Only lines that contain the word "Receiver" are to be returned from the data below.
───
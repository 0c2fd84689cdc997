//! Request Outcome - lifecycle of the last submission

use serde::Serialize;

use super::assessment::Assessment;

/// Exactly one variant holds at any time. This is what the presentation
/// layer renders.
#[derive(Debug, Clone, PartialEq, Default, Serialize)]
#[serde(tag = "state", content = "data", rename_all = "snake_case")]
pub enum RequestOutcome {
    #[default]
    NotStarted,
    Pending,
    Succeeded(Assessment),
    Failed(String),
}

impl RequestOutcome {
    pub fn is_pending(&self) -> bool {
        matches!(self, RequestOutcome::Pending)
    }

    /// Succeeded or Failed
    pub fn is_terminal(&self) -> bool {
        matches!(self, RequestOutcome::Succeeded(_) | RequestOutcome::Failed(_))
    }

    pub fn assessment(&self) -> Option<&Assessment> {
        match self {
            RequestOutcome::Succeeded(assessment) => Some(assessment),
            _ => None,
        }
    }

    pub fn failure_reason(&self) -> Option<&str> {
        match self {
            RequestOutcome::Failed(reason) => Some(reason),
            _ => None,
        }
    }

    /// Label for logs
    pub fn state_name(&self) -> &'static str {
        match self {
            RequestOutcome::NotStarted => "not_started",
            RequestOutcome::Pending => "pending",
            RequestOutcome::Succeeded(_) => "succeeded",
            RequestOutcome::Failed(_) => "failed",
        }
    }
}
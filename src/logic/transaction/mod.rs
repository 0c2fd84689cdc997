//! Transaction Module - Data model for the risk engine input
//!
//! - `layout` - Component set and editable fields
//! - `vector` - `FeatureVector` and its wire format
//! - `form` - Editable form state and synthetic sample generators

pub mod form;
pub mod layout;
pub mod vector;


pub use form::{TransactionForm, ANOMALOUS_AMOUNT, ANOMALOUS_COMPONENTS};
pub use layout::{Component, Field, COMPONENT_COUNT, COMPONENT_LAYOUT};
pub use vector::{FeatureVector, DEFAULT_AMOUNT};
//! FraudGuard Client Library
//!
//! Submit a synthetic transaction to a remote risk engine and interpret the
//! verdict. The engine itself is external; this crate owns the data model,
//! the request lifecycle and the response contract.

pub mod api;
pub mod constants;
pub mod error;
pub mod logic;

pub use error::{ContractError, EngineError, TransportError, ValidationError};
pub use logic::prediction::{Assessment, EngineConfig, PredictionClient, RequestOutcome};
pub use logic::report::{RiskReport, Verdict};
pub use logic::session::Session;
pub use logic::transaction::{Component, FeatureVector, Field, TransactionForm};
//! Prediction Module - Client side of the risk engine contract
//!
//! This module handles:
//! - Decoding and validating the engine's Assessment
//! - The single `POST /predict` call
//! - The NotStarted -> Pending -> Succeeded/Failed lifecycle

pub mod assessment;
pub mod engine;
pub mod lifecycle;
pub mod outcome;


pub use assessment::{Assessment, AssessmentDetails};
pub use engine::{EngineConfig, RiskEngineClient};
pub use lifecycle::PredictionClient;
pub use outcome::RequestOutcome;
───
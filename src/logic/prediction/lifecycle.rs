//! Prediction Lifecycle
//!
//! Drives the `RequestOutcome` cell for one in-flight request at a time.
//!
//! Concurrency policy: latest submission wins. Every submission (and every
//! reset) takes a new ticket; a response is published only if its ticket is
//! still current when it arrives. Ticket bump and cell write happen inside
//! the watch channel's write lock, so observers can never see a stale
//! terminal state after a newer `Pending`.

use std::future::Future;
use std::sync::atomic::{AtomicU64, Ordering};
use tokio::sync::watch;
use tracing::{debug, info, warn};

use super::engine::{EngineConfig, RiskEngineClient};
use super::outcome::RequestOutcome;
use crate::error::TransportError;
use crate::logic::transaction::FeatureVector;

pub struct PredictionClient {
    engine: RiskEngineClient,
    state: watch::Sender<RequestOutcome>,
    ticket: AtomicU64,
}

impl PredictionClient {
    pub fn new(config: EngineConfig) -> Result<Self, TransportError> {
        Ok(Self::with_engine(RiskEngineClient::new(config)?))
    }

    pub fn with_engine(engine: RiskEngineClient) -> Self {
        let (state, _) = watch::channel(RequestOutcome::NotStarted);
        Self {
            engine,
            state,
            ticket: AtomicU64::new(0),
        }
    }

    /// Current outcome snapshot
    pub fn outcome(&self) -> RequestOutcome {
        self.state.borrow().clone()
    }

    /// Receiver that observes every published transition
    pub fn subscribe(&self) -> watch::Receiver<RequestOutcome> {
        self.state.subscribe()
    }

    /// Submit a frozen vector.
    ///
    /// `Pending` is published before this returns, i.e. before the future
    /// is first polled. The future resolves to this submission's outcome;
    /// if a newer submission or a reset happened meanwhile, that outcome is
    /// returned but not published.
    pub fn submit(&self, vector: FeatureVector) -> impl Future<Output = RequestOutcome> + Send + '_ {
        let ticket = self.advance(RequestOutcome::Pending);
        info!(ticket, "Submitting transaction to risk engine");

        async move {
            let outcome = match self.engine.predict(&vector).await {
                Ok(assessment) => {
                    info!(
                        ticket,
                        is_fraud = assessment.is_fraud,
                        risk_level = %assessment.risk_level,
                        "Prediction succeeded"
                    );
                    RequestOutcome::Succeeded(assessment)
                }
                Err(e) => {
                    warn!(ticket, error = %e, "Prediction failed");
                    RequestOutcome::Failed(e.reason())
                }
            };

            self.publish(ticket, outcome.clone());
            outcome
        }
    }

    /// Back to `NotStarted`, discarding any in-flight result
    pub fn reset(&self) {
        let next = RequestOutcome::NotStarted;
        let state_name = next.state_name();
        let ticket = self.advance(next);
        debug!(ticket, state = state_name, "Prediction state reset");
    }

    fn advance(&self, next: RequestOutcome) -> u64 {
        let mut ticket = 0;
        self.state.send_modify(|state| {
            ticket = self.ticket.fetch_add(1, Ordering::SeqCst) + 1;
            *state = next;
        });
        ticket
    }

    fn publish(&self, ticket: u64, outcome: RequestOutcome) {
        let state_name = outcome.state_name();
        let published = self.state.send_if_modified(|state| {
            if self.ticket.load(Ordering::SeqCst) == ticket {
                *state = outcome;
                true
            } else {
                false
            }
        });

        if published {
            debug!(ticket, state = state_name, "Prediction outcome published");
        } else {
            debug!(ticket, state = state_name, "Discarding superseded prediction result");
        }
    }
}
───
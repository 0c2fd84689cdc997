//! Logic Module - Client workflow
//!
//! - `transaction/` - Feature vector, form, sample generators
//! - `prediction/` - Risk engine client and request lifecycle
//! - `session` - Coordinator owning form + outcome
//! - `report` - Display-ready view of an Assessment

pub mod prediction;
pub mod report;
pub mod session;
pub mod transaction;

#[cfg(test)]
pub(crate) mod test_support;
───
§ **Expected output**
    /// Receiver that observes every published transition
    pub fn subscribe(&self) -> watch::Receiver<RequestOutcome> {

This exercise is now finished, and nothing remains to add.